The web 12, as shown in FIGS. 2, 4 and 6, comprises an elongated piece of 
sheet-like material having parallel side edges 40 and 42. Sets or row 
segments 43,43 of the driving holes 44,44 are located in a side edge 
portion of the web 12 adjacent the side edge 40. All the holes of all the 
row segments 43,43 are located on a first line 46 spaced slightly inwardly 
from the edge 40 and the holes within each row segment are uniformly 
spaced from one another by a spacing corresponding to the spacing between 
the pins 30, 30 of the sprocket 14. Likewise, sets or row segments 45,45 
of driving holes 48,48 are located in an edge portion adjacent the edge 
42. All the holes of all the row segments 45,45 are located on a line 50 
spaced slightly inwardly from the edge 42 and the holes within each row 
segment are uniformly spaced from one another by a spacing corresponding 
to the spacing between the driving pins 32,32 and equal to that of the 
spacing of the driving holes 44,44. 
Furthermore, as shown in FIG. 4 each driving hole 44 laterally aligns with 
and corresponds to a driving hole 48, for example, the driving holes 
identified as g and h lie on a common line 71 extending perpendicular to 
the web side edges and perpendicular to the lines 46 and 50 containing the 
rows of holes. 
The web 12 also includes enlarged keying holes 54,54 on the line 46 within 
keying zones 47,47 which keying zones and keying holes separate the row 
segments 43,43 from one another. Likewise the web 12 includes enlarged 
keying holes 56,56 on the line 50 within keying zones 49,49 which keying 
zones and keying holes separate the row segments 45,45 from one another. 

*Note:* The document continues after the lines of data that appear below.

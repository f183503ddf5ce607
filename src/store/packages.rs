//! Package catalogue, package connections (purchases) and the commission log.

use chrono::{DateTime, Utc};
use rusqlite::{params, Connection, OptionalExtension, Row};
use serde::{Deserialize, Serialize};

use crate::error::LedgerResult;
use crate::money::round2;
use crate::referral::chain::CommissionType;

#[derive(Debug, Clone, Serialize, Deserialize)]
pub struct Package {
    pub id: i64,
    pub name: String,
    /// Maturity payout as a percentage of the principal
    pub percentage: f64,
    /// Days until the connection can be claimed
    pub days: i64,
    pub is_enabled: bool,
}

/// Insert a package (`id == None`) or overwrite an existing one. Returns its id.
pub fn upsert_package(
    conn: &Connection,
    id: Option<i64>,
    name: &str,
    percentage: f64,
    days: i64,
    is_enabled: bool,
) -> LedgerResult<i64> {
    match id {
        Some(id) => {
            conn.execute(
                "INSERT INTO packages (id, name, percentage, days, is_enabled)
                 VALUES (?1, ?2, ?3, ?4, ?5)
                 ON CONFLICT(id) DO UPDATE SET
                     name = excluded.name,
                     percentage = excluded.percentage,
                     days = excluded.days,
                     is_enabled = excluded.is_enabled",
                params![id, name, percentage, days, is_enabled],
            )?;
            Ok(id)
        }
        None => {
            conn.execute(
                "INSERT INTO packages (name, percentage, days, is_enabled) VALUES (?1, ?2, ?3, ?4)",
                params![name, percentage, days, is_enabled],
            )?;
            Ok(conn.last_insert_rowid())
        }
    }
}

pub fn fetch_package(conn: &Connection, package_id: i64) -> LedgerResult<Option<Package>> {
    let package = conn
        .query_row(
            "SELECT id, name, percentage, days, is_enabled FROM packages WHERE id = ?1",
            params![package_id],
            |row| {
                Ok(Package {
                    id: row.get(0)?,
                    name: row.get(1)?,
                    percentage: row.get(2)?,
                    days: row.get(3)?,
                    is_enabled: row.get(4)?,
                })
            },
        )
        .optional()?;
    Ok(package)
}

#[derive(Debug, Clone, Copy, PartialEq, Eq, Serialize, Deserialize)]
#[serde(rename_all = "UPPERCASE")]
pub enum ConnectionStatus {
    Active,
    Ended,
}

impl ConnectionStatus {
    pub fn as_str(&self) -> &'static str {
        match self {
            ConnectionStatus::Active => "ACTIVE",
            ConnectionStatus::Ended => "ENDED",
        }
    }

    pub fn parse(s: &str) -> Option<Self> {
        match s {
            "ACTIVE" => Some(ConnectionStatus::Active),
            "ENDED" => Some(ConnectionStatus::Ended),
            _ => None,
        }
    }
}

/// One purchase of a package by a member.
#[derive(Debug, Clone, Serialize)]
pub struct PackageConnection {
    pub id: i64,
    pub member_id: i64,
    pub package_id: i64,
    pub amount: f64,
    pub earnings: f64,
    pub status: ConnectionStatus,
    pub created_at: DateTime<Utc>,
    pub completion_deadline: DateTime<Utc>,
    pub is_reinvestment: bool,
    pub is_ready_to_claim: bool,
    pub claimed_at: Option<DateTime<Utc>>,
}

impl PackageConnection {
    pub fn is_matured(&self, now: DateTime<Utc>) -> bool {
        now >= self.completion_deadline
    }

    /// Principal plus maturity earnings.
    pub fn payout(&self) -> f64 {
        round2(self.amount + self.earnings)
    }
}

const CONNECTION_COLUMNS: &str = "id, member_id, package_id, amount, earnings, status, created_at,
     completion_deadline, is_reinvestment, is_ready_to_claim, claimed_at";

fn connection_from_row(row: &Row<'_>) -> rusqlite::Result<PackageConnection> {
    Ok(PackageConnection {
        id: row.get(0)?,
        member_id: row.get(1)?,
        package_id: row.get(2)?,
        amount: row.get(3)?,
        earnings: row.get(4)?,
        status: row.get(5)?,
        created_at: row.get(6)?,
        completion_deadline: row.get(7)?,
        is_reinvestment: row.get(8)?,
        is_ready_to_claim: row.get(9)?,
        claimed_at: row.get(10)?,
    })
}

/// Fields supplied when a purchase creates a connection.
#[derive(Debug, Clone)]
pub struct NewConnection {
    pub member_id: i64,
    pub package_id: i64,
    pub amount: f64,
    pub earnings: f64,
    pub created_at: DateTime<Utc>,
    pub completion_deadline: DateTime<Utc>,
    pub is_reinvestment: bool,
}

pub fn insert_connection(conn: &Connection, new: &NewConnection) -> LedgerResult<i64> {
    conn.execute(
        "INSERT INTO package_connections
             (member_id, package_id, amount, earnings, status, created_at,
              completion_deadline, is_reinvestment, is_ready_to_claim)
         VALUES (?1, ?2, ?3, ?4, ?5, ?6, ?7, ?8, 0)",
        params![
            new.member_id,
            new.package_id,
            round2(new.amount),
            round2(new.earnings),
            ConnectionStatus::Active,
            new.created_at,
            new.completion_deadline,
            new.is_reinvestment
        ],
    )?;
    Ok(conn.last_insert_rowid())
}

pub fn fetch_connection(
    conn: &Connection,
    connection_id: i64,
) -> LedgerResult<Option<PackageConnection>> {
    let sql = format!("SELECT {CONNECTION_COLUMNS} FROM package_connections WHERE id = ?1");
    let found = conn
        .query_row(&sql, params![connection_id], connection_from_row)
        .optional()?;
    Ok(found)
}

pub fn list_connections(conn: &Connection, member_id: i64) -> LedgerResult<Vec<PackageConnection>> {
    let sql = format!(
        "SELECT {CONNECTION_COLUMNS} FROM package_connections WHERE member_id = ?1 ORDER BY id"
    );
    let mut stmt = conn.prepare(&sql)?;
    let rows = stmt
        .query_map(params![member_id], connection_from_row)?
        .collect::<Result<Vec<_>, _>>()?;
    Ok(rows)
}

pub fn count_active_connections(conn: &Connection, member_id: i64) -> LedgerResult<i64> {
    let count = conn.query_row(
        "SELECT COUNT(*) FROM package_connections WHERE member_id = ?1 AND status = ?2",
        params![member_id, ConnectionStatus::Active],
        |row| row.get(0),
    )?;
    Ok(count)
}

/// ACTIVE -> ENDED. Returns false when the row was not ACTIVE.
pub fn end_connection(conn: &Connection, connection_id: i64, now: DateTime<Utc>) -> LedgerResult<bool> {
    let changed = conn.execute(
        "UPDATE package_connections
         SET status = ?2, claimed_at = ?3, is_ready_to_claim = 0
         WHERE id = ?1 AND status = ?4",
        params![connection_id, ConnectionStatus::Ended, now, ConnectionStatus::Active],
    )?;
    Ok(changed == 1)
}

/// Flag every ACTIVE connection whose deadline has passed. Returns rows flagged.
pub fn mark_ready_to_claim(conn: &Connection, now: DateTime<Utc>) -> LedgerResult<usize> {
    let flagged = conn.execute(
        "UPDATE package_connections SET is_ready_to_claim = 1
         WHERE status = ?1 AND is_ready_to_claim = 0 AND completion_deadline <= ?2",
        params![ConnectionStatus::Active, now],
    )?;
    Ok(flagged)
}

/// One commission credit written at purchase time.
#[derive(Debug, Clone, Serialize)]
pub struct CommissionEntry {
    pub connection_id: i64,
    pub purchaser_id: i64,
    pub referrer_id: i64,
    pub level: usize,
    pub percentage: f64,
    pub earnings: f64,
    pub commission_type: CommissionType,
}

pub fn insert_commission(
    conn: &Connection,
    entry: &CommissionEntry,
    now: DateTime<Utc>,
) -> LedgerResult<i64> {
    conn.execute(
        "INSERT INTO commission_log
             (connection_id, purchaser_id, referrer_id, level, percentage, earnings,
              commission_type, created_at)
         VALUES (?1, ?2, ?3, ?4, ?5, ?6, ?7, ?8)",
        params![
            entry.connection_id,
            entry.purchaser_id,
            entry.referrer_id,
            entry.level as i64,
            entry.percentage,
            round2(entry.earnings),
            entry.commission_type,
            now
        ],
    )?;
    Ok(conn.last_insert_rowid())
}

pub fn commissions_for_connection(
    conn: &Connection,
    connection_id: i64,
) -> LedgerResult<Vec<CommissionEntry>> {
    let mut stmt = conn.prepare(
        "SELECT connection_id, purchaser_id, referrer_id, level, percentage, earnings, commission_type
         FROM commission_log WHERE connection_id = ?1 ORDER BY level",
    )?;
    let rows = stmt
        .query_map(params![connection_id], |row| {
            Ok(CommissionEntry {
                connection_id: row.get(0)?,
                purchaser_id: row.get(1)?,
                referrer_id: row.get(2)?,
                level: row.get::<_, i64>(3)? as usize,
                percentage: row.get(4)?,
                earnings: row.get(5)?,
                commission_type: row.get(6)?,
            })
        })?
        .collect::<Result<Vec<_>, _>>()?;
    Ok(rows)
}
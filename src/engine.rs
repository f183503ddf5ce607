//! Ledger Engine
//!
//! Owns one database connection plus config and clock. The orchestrators
//! (`purchase`, `withdrawal`, `deposit`, `reconcile`) extend it with their own
//! `impl LedgerEngine` blocks; this file holds setup, registration and the
//! lock-free read side.
//!
//! An engine is single-connection and takes `&mut self` for writes. Run one
//! engine per worker; cross-worker safety comes from the store's transaction
//! lock, not from sharing an engine.

use chrono::{DateTime, Utc};
use std::sync::Arc;

use crate::clock::{Clock, SystemClock};
use crate::config::EngineConfig;
use crate::error::{LedgerError, LedgerResult};
use crate::money::round2;
use crate::notify::{self, Notification};
use crate::store::funds::{self, CompanyFunds};
use crate::store::ledger::{self, TxLogEntry, TxLogFilter};
use crate::store::packages::{self, Package, PackageConnection};
use crate::store::referral::{self, Member, Role};
use crate::store::requests::{self, DepositRequest, WithdrawalRequest};
use crate::store::LedgerDb;
use crate::wallet::Buckets;

pub struct LedgerEngine {
    pub(crate) db: LedgerDb,
    pub(crate) config: EngineConfig,
    pub(crate) clock: Arc<dyn Clock>,
}

impl LedgerEngine {
    /// Open the configured database with the wall clock.
    pub fn open(config: EngineConfig) -> LedgerResult<Self> {
        Self::open_with_clock(config, Arc::new(SystemClock))
    }

    pub fn open_with_clock(config: EngineConfig, clock: Arc<dyn Clock>) -> LedgerResult<Self> {
        let db = LedgerDb::open(&config)?;
        tracing::debug!(
            "[LEDGER] opened {} (busy_timeout={}ms)",
            config.database_path.display(),
            config.busy_timeout_ms
        );
        Ok(Self { db, config, clock })
    }

    /// Engine over a private in-memory database.
    pub fn in_memory(config: EngineConfig, clock: Arc<dyn Clock>) -> LedgerResult<Self> {
        Ok(Self {
            db: LedgerDb::in_memory()?,
            config,
            clock,
        })
    }

    pub fn config(&self) -> &EngineConfig {
        &self.config
    }

    pub fn now(&self) -> DateTime<Utc> {
        self.clock.now()
    }

    // =================== Registration & catalogue ===================

    /// Register a member, optionally under a referrer.
    ///
    /// The new member's hierarchy is the referrer's hierarchy with the new id
    /// appended. A referrer who joined without an upline has no stored path,
    /// so theirs is just their own id.
    pub fn register_member(
        &mut self,
        username: &str,
        role: Role,
        referrer_id: Option<i64>,
    ) -> LedgerResult<Member> {
        let now = self.clock.now();
        let member = self.db.with_tx("register_member", |tx| {
            let parent_path = match referrer_id {
                Some(referrer) => {
                    referral::require_member(tx, referrer)?;
                    Some(
                        referral::load_hierarchy(tx, referrer)?
                            .unwrap_or_else(|| referrer.to_string()),
                    )
                }
                None => None,
            };

            let member_id = referral::insert_member(tx, username, role, now)?;
            if let (Some(referrer), Some(parent_path)) = (referrer_id, parent_path) {
                let hierarchy = format!("{parent_path}.{member_id}");
                referral::insert_referral(tx, member_id, referrer, &hierarchy)?;
            }
            referral::require_member(tx, member_id)
        })?;

        tracing::info!(
            "[LEDGER] registered member #{} '{}' role={} referrer={:?}",
            member.id,
            member.username,
            member.role.as_str(),
            referrer_id
        );
        Ok(member)
    }

    pub fn upsert_package(
        &mut self,
        id: Option<i64>,
        name: &str,
        percentage: f64,
        days: i64,
        is_enabled: bool,
    ) -> LedgerResult<Package> {
        self.db.with_tx("upsert_package", |tx| {
            let package_id = packages::upsert_package(tx, id, name, percentage, days, is_enabled)?;
            packages::fetch_package(tx, package_id)?.ok_or(LedgerError::PackageNotFound(package_id))
        })
    }

    /// Add funds to the company reserve that backs maturity payouts.
    pub fn fund_company_reserve(&mut self, amount: f64) -> LedgerResult<CompanyFunds> {
        let now = self.clock.now();
        let amount = round2(amount);
        let funds = self.db.with_tx("fund_company_reserve", |tx| {
            funds::adjust_company_funds(tx, amount, 0.0, 0.0, now)
        })?;
        tracing::info!(
            "[LEDGER] company reserve +{:.2} -> {:.2}",
            amount,
            funds.reserve
        );
        Ok(funds)
    }

    /// Credit a merchant's float so it can approve top-ups.
    pub fn top_up_merchant_float(&mut self, merchant_id: i64, amount: f64) -> LedgerResult<f64> {
        let now = self.clock.now();
        let amount = round2(amount);
        let balance = self.db.with_tx("top_up_merchant_float", |tx| {
            referral::require_member(tx, merchant_id)?;
            funds::adjust_merchant_float(tx, merchant_id, amount, now)
        })?;
        tracing::info!(
            "[LEDGER] merchant #{} float +{:.2} -> {:.2}",
            merchant_id,
            amount,
            balance
        );
        Ok(balance)
    }

    // =================== Reads (no lock) ===================

    pub fn member(&self, member_id: i64) -> LedgerResult<Member> {
        referral::require_member(self.db.conn(), member_id)
    }

    pub fn hierarchy(&self, member_id: i64) -> LedgerResult<Option<String>> {
        referral::load_hierarchy(self.db.conn(), member_id)
    }

    /// Direct upline; `None` for root members.
    pub fn referrer(&self, member_id: i64) -> LedgerResult<Option<i64>> {
        referral::direct_referrer(self.db.conn(), member_id)
    }

    /// Current buckets; members with no ledger row yet read as zero.
    pub fn balances(&self, member_id: i64) -> LedgerResult<Buckets> {
        Ok(ledger::fetch_ledger(self.db.conn(), member_id)?.unwrap_or_default())
    }

    pub fn company_funds(&self) -> LedgerResult<CompanyFunds> {
        funds::fetch_company_funds(self.db.conn())
    }

    pub fn merchant_float(&self, merchant_id: i64) -> LedgerResult<f64> {
        funds::fetch_merchant_float(self.db.conn(), merchant_id)
    }

    pub fn transactions(&self, filter: &TxLogFilter) -> LedgerResult<Vec<TxLogEntry>> {
        ledger::list_transactions(self.db.conn(), filter)
    }

    pub fn connections(&self, member_id: i64) -> LedgerResult<Vec<PackageConnection>> {
        packages::list_connections(self.db.conn(), member_id)
    }

    pub fn commissions(&self, connection_id: i64) -> LedgerResult<Vec<packages::CommissionEntry>> {
        packages::commissions_for_connection(self.db.conn(), connection_id)
    }

    pub fn withdrawal(&self, request_id: i64) -> LedgerResult<WithdrawalRequest> {
        requests::fetch_withdrawal(self.db.conn(), request_id)?
            .ok_or(LedgerError::WithdrawalNotFound(request_id))
    }

    pub fn deposit(&self, request_id: i64) -> LedgerResult<DepositRequest> {
        requests::fetch_deposit(self.db.conn(), request_id)?
            .ok_or(LedgerError::DepositNotFound(request_id))
    }

    pub fn notifications(&self, member_id: i64, unread_only: bool) -> LedgerResult<Vec<Notification>> {
        notify::list_notifications(self.db.conn(), member_id, unread_only)
    }

    pub fn mark_notifications_read(&mut self, member_id: i64) -> LedgerResult<usize> {
        self.db
            .with_tx("mark_notifications_read", |tx| notify::mark_read(tx, member_id))
    }
}

#[cfg(test)]
mod tests {
    use super::*;
    use crate::clock::ManualClock;
    use chrono::TimeZone;

    fn engine() -> LedgerEngine {
        let clock = Arc::new(ManualClock::new(
            Utc.with_ymd_and_hms(2026, 5, 4, 9, 0, 0).unwrap(),
        ));
        LedgerEngine::in_memory(EngineConfig::default(), clock).unwrap()
    }

    #[test]
    fn test_register_builds_hierarchy() {
        let mut engine = engine();
        let root = engine.register_member("root", Role::Member, None).unwrap();
        let a = engine.register_member("a", Role::Member, Some(root.id)).unwrap();
        let b = engine.register_member("b", Role::Member, Some(a.id)).unwrap();

        assert_eq!(engine.hierarchy(root.id).unwrap(), None);
        assert_eq!(
            engine.hierarchy(a.id).unwrap(),
            Some(format!("{}.{}", root.id, a.id))
        );
        assert_eq!(
            engine.hierarchy(b.id).unwrap(),
            Some(format!("{}.{}.{}", root.id, a.id, b.id))
        );
    }

    #[test]
    fn test_register_under_unknown_referrer() {
        let mut engine = engine();
        let err = engine.register_member("orphan", Role::Member, Some(77)).unwrap_err();
        assert!(matches!(err, LedgerError::MemberNotFound(77)));
    }

    #[test]
    fn test_package_upsert() {
        let mut engine = engine();
        let p = engine.upsert_package(None, "Starter", 10.0, 7, true).unwrap();
        assert_eq!(p.days, 7);
        let p = engine.upsert_package(Some(p.id), "Starter", 12.0, 7, false).unwrap();
        assert_eq!(p.percentage, 12.0);
        assert!(!p.is_enabled);
    }

    #[test]
    fn test_balances_default_to_zero() {
        let mut engine = engine();
        let m = engine.register_member("m", Role::Member, None).unwrap();
        assert_eq!(engine.balances(m.id).unwrap(), Buckets::default());
    }
}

All the holes in the web 12 are shown as being round, but this need not 
always be the case. As shown in FIGS. 2, 4 and 6, the keying holes 54,54 
within each keying zone 47 are spaced closer to each other than are two 
adjacent drive holes 44,44 within each row segment 43. By way of example, 
the distance between the center of the driving hole 44 adjacent one side 
of the keying zone 47 and the center of the driving hole 44 adjacent the 
other side of the keying zone 47 is twice the distance between the centers 
of any two adjacent driving holes 44,44 within a row segment. Furthermore, 
in this example the keying holes 54,54 within each keying zone straddle a 
point on the web equidistant between the two adjacent, surrounding driving 
holes 44,44; the distance from each of these driving holes 44 to the 
equidistant point equals the distance between two adjacent drive holes 
within each row segment 43. Similarly the keying holes 56,56 straddle a 
point equidistant between the two adjacent, surrounding drive holes 48,48; 
the distance from each of these driving holes 48 to the equidistant point 
equals the distance between two adjacent driving holes within each row 
segment 45. 
Each keying hole 54 laterally aligns with and corresponds to a keying hole 
56, for example, the keying holes identified as i and j in FIG. 4 lie on a 
common line 58 extending perpendicular to the side edges 40, 42 of the web 
and to the lines 46 and 50. Therefore, as evident from FIGS. 2 and 4, the 
keying holes 54,54 within one keying zone 47 and the corresponding keying 
holes 56,56, by their large size and close spacing, identify aligned 
regions of the side edge portions of the web to be placed over the keying 
pins 34,34 and 36,36 to ensure proper loading of the web 12 on the 
sprockets 14 and 16. 
To load the web 12, the sprockets are turned to move the keying pins 34,34 
and 36,36 upwardly to a web loading position and the web is then moved 
downwardly onto the sprockets bringing the keying holes 54,54 and 56,56 
onto the keying pins 34,34 and 36,36 and bringing the drive holes 44,44 
and 48,48 which surround the keying holes at least partially onto the 
corresponding driving pins 30,30 and 32,32. The engagement of the driving 
holes by the driving pins may be only partial because of the curvature of 
the sprockets 14 and 16. Accordingly, proper movement of the web from that 
point on is assured. 
The holes 44,44 and 54,54 longitudinally align with one another as near the 
side edge 40 as practical to maximize the usable area of the web 12 but to 
avoid tearing when subjected to forces of engaging pins. For the same 
reasons and with the same constraints, the holes 48,48 and 56,56 
longitudinally align with one another as near the side edge 42 as 
practical. Also, the longitudinal alignment of the holes 44,44 with the 
holes 54,54 and that of the holes 48,48 with the holes 56,56 allow the use 
of relatively simple sprockets 14 and 16. If the holes in one side edge 
portion of the web were not all longitudinally aligned with one another, 
then a second sprocket or a lateral extension of the respective sprocket 
14 or 16 may be required to mount pins capable of reaching and engaging 
all the holes. 
In the illustrated embodiment, pairs of keying holes 54,54 and pairs of 
keying holes 56,56 are spaced uniformly from one another along the length 
of the web by a distance S equal to (N+1)d, where d is the spacing between 
two driving holes 44,44 within a row segment and is the spacing between 
two adjacent driving holes 48,48 within a row segment, and where N is the 
number of driving pins 30,30 on the sprocket 14 and the number of driving 
pins 32,32 on the sprocket 16. In the illustrated case the number of pins 
30,30 is twelve as is the number of pins 32,32 and therefore S equals 13d. 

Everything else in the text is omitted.